Good question. I'll explain how it differs from Firebase and Parse
respectively. For Firebase, you're given a rooted document model where
everything exists in this one large tree of data that you access via paths.
The underlying storage is completely abstracted away from you with no way to
get at your data. Not a bad model but a different way to think about how to
structure everything. With Stitch, you get to define the namespaces as you
would for MongoDB databases and collections and use documents as you would
with the normal database. What we're providing for you on top of that is a
security system that lets you define document/field-level rules dynamic to
every invocation of CRUD actions. So in these rules you can say something
like, the transactions field within a document is only visible to a user when
the owner_id field in the document is equal to the current user's ID
(%%user.id). Then you can say that the writes are only accessible to a user
who's role is "teller".

Obviously the rules is similar to Firebase's model except it is scoped to
documents whereas in Firebase being able to read/write a path implies you can
read/write everything below it which is sometimes hard to conceptualize.

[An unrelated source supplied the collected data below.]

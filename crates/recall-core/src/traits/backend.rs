// SPDX-FileCopyrightText: 2026 Recall Contributors
// SPDX-License-Identifier: MIT OR Apache-2.0

//! The memory backend contract.

use async_trait::async_trait;

use crate::error::RecallError;
use crate::types::{
    AddOptions, AddResponse, BackendKind, ListOptions, ListResponse, MemoryItem, ProfileResult,
    ScopeContext, SearchOptions, SearchResponse,
};

/// Salience boost applied by `reinforce_memory` when the caller gives none.
pub const DEFAULT_REINFORCE_BOOST: f64 = 0.1;

/// One contract over every memory store transport.
///
/// Implementations never panic on expected failures (network, HTTP status,
/// timeout); they return a [`RecallError`] instead. Optional capabilities
/// default to [`RecallError::Unsupported`].
#[async_trait]
pub trait MemoryBackend: Send + Sync {
    /// Which transport this is.
    fn kind(&self) -> BackendKind;

    /// Free-text search within `scope`.
    async fn search_memories(
        &self,
        query: &str,
        scope: &ScopeContext,
        options: &SearchOptions,
    ) -> Result<SearchResponse, RecallError>;

    /// Store a new memory in `scope`.
    async fn add_memory(
        &self,
        content: &str,
        scope: &ScopeContext,
        options: &AddOptions,
    ) -> Result<AddResponse, RecallError>;

    /// List memories in `scope`, most recent first as the backend orders them.
    async fn list_memories(
        &self,
        scope: &ScopeContext,
        options: &ListOptions,
    ) -> Result<ListResponse, RecallError>;

    /// Delete a memory by id.
    async fn delete_memory(&self, id: &str, scope: &ScopeContext) -> Result<(), RecallError>;

    /// Boost a memory's salience.
    async fn reinforce_memory(&self, id: &str, boost: f64) -> Result<(), RecallError> {
        let _ = (id, boost);
        Err(RecallError::Unsupported {
            operation: "reinforce".into(),
            backend: self.kind(),
            hint: None,
        })
    }

    /// Fetch a single memory. `Ok(None)` when it does not exist.
    async fn get_memory(
        &self,
        id: &str,
        scope: &ScopeContext,
    ) -> Result<Option<MemoryItem>, RecallError> {
        let _ = (id, scope);
        Err(RecallError::Unsupported {
            operation: "get".into(),
            backend: self.kind(),
            hint: None,
        })
    }

    /// Build the user profile from user-scope memories.
    ///
    /// A failed retrieval is returned as an error, never as an empty profile.
    async fn get_profile(
        &self,
        scope: &ScopeContext,
        query: Option<&str>,
    ) -> Result<ProfileResult, RecallError>;
}
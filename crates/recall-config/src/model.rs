// SPDX-FileCopyrightText: 2026 Recall Contributors
// SPDX-License-Identifier: MIT OR Apache-2.0

//! Configuration model structs for the Recall memory adapter.
//!
//! All structs use `#[serde(deny_unknown_fields)]` to reject unrecognized
//! config keys at startup, providing actionable error messages.

use serde::{Deserialize, Serialize};

/// Top-level Recall configuration.
///
/// Loaded from TOML files following XDG hierarchy, with environment variable overrides.
/// All sections are optional and default to sensible values.
#[derive(Debug, Clone, Default, Deserialize, Serialize)]
#[serde(deny_unknown_fields)]
pub struct RecallConfig {
    /// Memory store endpoint settings.
    #[serde(default)]
    pub backend: BackendConfig,

    /// Retrieval limits and scope routing.
    #[serde(default)]
    pub memory: MemoryConfig,

    /// Write-path privacy filtering.
    #[serde(default)]
    pub privacy: PrivacyConfig,

    /// Log output settings.
    #[serde(default)]
    pub logging: LoggingConfig,
}

/// Memory store endpoint configuration.
#[derive(Debug, Clone, Deserialize, Serialize)]
#[serde(deny_unknown_fields)]
pub struct BackendConfig {
    /// Base URL of the REST API.
    #[serde(default = "default_api_url")]
    pub api_url: String,

    /// API key sent as a bearer token. `None` sends no auth header.
    #[serde(default)]
    pub api_key: Option<String>,
}

impl Default for BackendConfig {
    fn default() -> Self {
        Self {
            api_url: default_api_url(),
            api_key: None,
        }
    }
}

fn default_api_url() -> String {
    "http://localhost:8080".to_string()
}

/// Retrieval limits and scope routing.
#[derive(Debug, Clone, Deserialize, Serialize)]
#[serde(deny_unknown_fields)]
pub struct MemoryConfig {
    /// User-scope search results injected on the first turn.
    #[serde(default = "default_max_memories")]
    pub max_memories: usize,

    /// Project-scope memories listed on the first turn.
    #[serde(default = "default_max_project_memories")]
    pub max_project_memories: usize,

    /// Cap applied to each profile bucket (static and dynamic).
    #[serde(default = "default_max_profile_items")]
    pub max_profile_items: usize,

    /// Default salience floor for searches (0.0-1.0).
    #[serde(default = "default_min_salience")]
    pub min_salience: f64,

    /// Search results scoring below this are dropped (0.0-1.0).
    #[serde(default = "default_similarity_threshold")]
    pub similarity_threshold: f64,

    /// Prefix of every backend-visible scope identifier.
    #[serde(default = "default_container_tag_prefix")]
    pub container_tag_prefix: String,

    /// Sector assumed for new memories when the caller gives none.
    #[serde(default = "default_sector")]
    pub default_sector: String,

    /// Include the "User Profile" and "Recent Context" sections on injection.
    #[serde(default = "default_inject_profile")]
    pub inject_profile: bool,
}

impl Default for MemoryConfig {
    fn default() -> Self {
        Self {
            max_memories: default_max_memories(),
            max_project_memories: default_max_project_memories(),
            max_profile_items: default_max_profile_items(),
            min_salience: default_min_salience(),
            similarity_threshold: default_similarity_threshold(),
            container_tag_prefix: default_container_tag_prefix(),
            default_sector: default_sector(),
            inject_profile: default_inject_profile(),
        }
    }
}

fn default_max_memories() -> usize {
    5
}

fn default_max_project_memories() -> usize {
    10
}

fn default_max_profile_items() -> usize {
    5
}

fn default_min_salience() -> f64 {
    0.3
}

fn default_similarity_threshold() -> f64 {
    0.6
}

fn default_container_tag_prefix() -> String {
    "recall".to_string()
}

fn default_sector() -> String {
    "semantic".to_string()
}

fn default_inject_profile() -> bool {
    true
}

/// Write-path privacy configuration.
#[derive(Debug, Clone, Deserialize, Serialize)]
#[serde(deny_unknown_fields)]
pub struct PrivacyConfig {
    /// Mask API keys and bearer tokens in memory content before storing.
    #[serde(default = "default_redact_secrets")]
    pub redact_secrets: bool,
}

impl Default for PrivacyConfig {
    fn default() -> Self {
        Self {
            redact_secrets: default_redact_secrets(),
        }
    }
}

fn default_redact_secrets() -> bool {
    true
}

/// Log output configuration.
#[derive(Debug, Clone, Deserialize, Serialize)]
#[serde(deny_unknown_fields)]
pub struct LoggingConfig {
    /// Logging level (trace, debug, info, warn, error).
    #[serde(default = "default_log_level")]
    pub level: String,
}

impl Default for LoggingConfig {
    fn default() -> Self {
        Self {
            level: default_log_level(),
        }
    }
}

fn default_log_level() -> String {
    "info".to_string()
}
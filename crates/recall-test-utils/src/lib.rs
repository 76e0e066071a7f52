// SPDX-FileCopyrightText: 2026 Recall Contributors
// SPDX-License-Identifier: MIT OR Apache-2.0

//! Test utilities for Recall integration tests.
//!
//! Provides scriptable mocks for fast, deterministic tests without a live
//! memory store.
//!
//! # Components
//!
//! - [`MockToolCaller`] - RPC dispatcher with per-tool scripted replies
//! - [`MockBackend`] - `MemoryBackend` with per-scope scripted results and failures

pub mod mock_backend;
pub mod mock_caller;

pub use mock_backend::{MockBackend, RecordedAdd, RecordedSearch};
pub use mock_caller::MockToolCaller;
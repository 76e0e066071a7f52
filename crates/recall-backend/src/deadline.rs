// SPDX-FileCopyrightText: 2026 Recall Contributors
// SPDX-License-Identifier: MIT OR Apache-2.0

//! Per-call time bound shared by both transports.

use std::future::Future;
use std::time::Duration;

use recall_core::RecallError;

/// Upper bound on every backend call.
pub const REQUEST_TIMEOUT: Duration = Duration::from_secs(30);

/// Race `fut` against `limit`; the timer winning yields [`RecallError::Timeout`].
pub async fn bounded<T, F>(limit: Duration, fut: F) -> Result<T, RecallError>
where
    F: Future<Output = Result<T, RecallError>>,
{
    match tokio::time::timeout(limit, fut).await {
        Ok(result) => result,
        Err(_) => Err(RecallError::Timeout { duration: limit }),
    }
}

Regarding Parse, I'd say it's closer to Stitch than Firebase in that Parse
exposes Models with some ACL permissions whereas Stitch exposes the Documents
from MongoDB with fine-grained field-level rules. Parse does provide a way to
run JS code functions before a document is updated in order to facilitate more
secure interactions.

Overall though, Stitch is letting you get almost direct access to MongoDB but
it's always from the perspective of data that an individual user can see, not
what's in the database. So that's one problem it solves: avoiding creating API
servers that have to handle the logic of deciding who can read and update what
documents.

The next area where we differ is services. Firebase and Parse are pretty
limited in terms of what they integrate with. In order to use other services
you typically would want to use Google Cloud Functions for Firebase or Parse
Cloud Code. We also allow you to do this via our HTTP service to call Google
Cloud Functions, AWS Lambdas, or what have you. The differentiator is that we
are providing services to 3rd parties and will keep adding more over time
while always giving you the escape hatch via the HTTP service. That means you
could implement your own Sendgrid service with HTTP and write rules such as {
"%%args.host": "sendgrid.com", ... } where you limit access to the service via
the host and other arguments you can reference from the invocation of that
service's action.

What brings all of this together is pipelines where you can enable a client to
execute something like (in mostly correct format):

    
    
          [ 
    		{
    			"service": "mongodb-atlas",
    			"action": "find",
    			"args": {
    				"database": "myApp",
    				"collection": "friends",
    				"query": {
    					"name": "Bob",
    					"phoneNumber": { "$exists": true }
    				}
    			}
    		},
    		{
    			"service": "twilio",
    			"action": "send",
    			"args": {
    				"from": "%%values.our_number",
    				"to": "%%vars.phoneNumber",
    				"body": "Hey!"
    			},
    			"let": {
    				"phoneNumber": "%%item.phoneNumber"
    			}
    		}
    	]
    

This lets us find all documents in a friends collection where the person's
name is Bob and they have a phone number. Then for each of those documents, we
send a text on Twilio to that phone number. Rules will be executed for both
stages individually against the arguments used. That means the rule will check
that you see only friends you should see and that you can only send SMS
messages to numbers you've been permitted to.

One thing I use Stitch for internally is our GitHub stitch server repo has all
GitHub pull requests hit an Incoming Wehook on Stitch where we store the PR
info, submit a patch build to Evergreen (our CI tool), and allow Evergreen to
hit another webhook to fetch PR information so it can submit a build status to
a PR.

So I think if you're a fan of using MongoDB, Stitch is great for letting you
access data in a more direct, secure fashion without writing server code. Then
the concept of services and pipelines allow you to augment all that and
manipulate data all on the server side on behalf of the client. Of course
pipelines won't solve everything and I'd encourage the use of Lambda like
functions. Even having a server beside Stitch works where you have the server
directly accessing the database and using Stitch for clients of some
application. It's just a different way to think about building your
applications; as are Firebase and Parse. Later on this year or next we will
introduce Change Streams to facilitate realtime updates from the database
which will allow you to build more reactive applications.

Sorry, that was a lot.

EDIT: Code formatting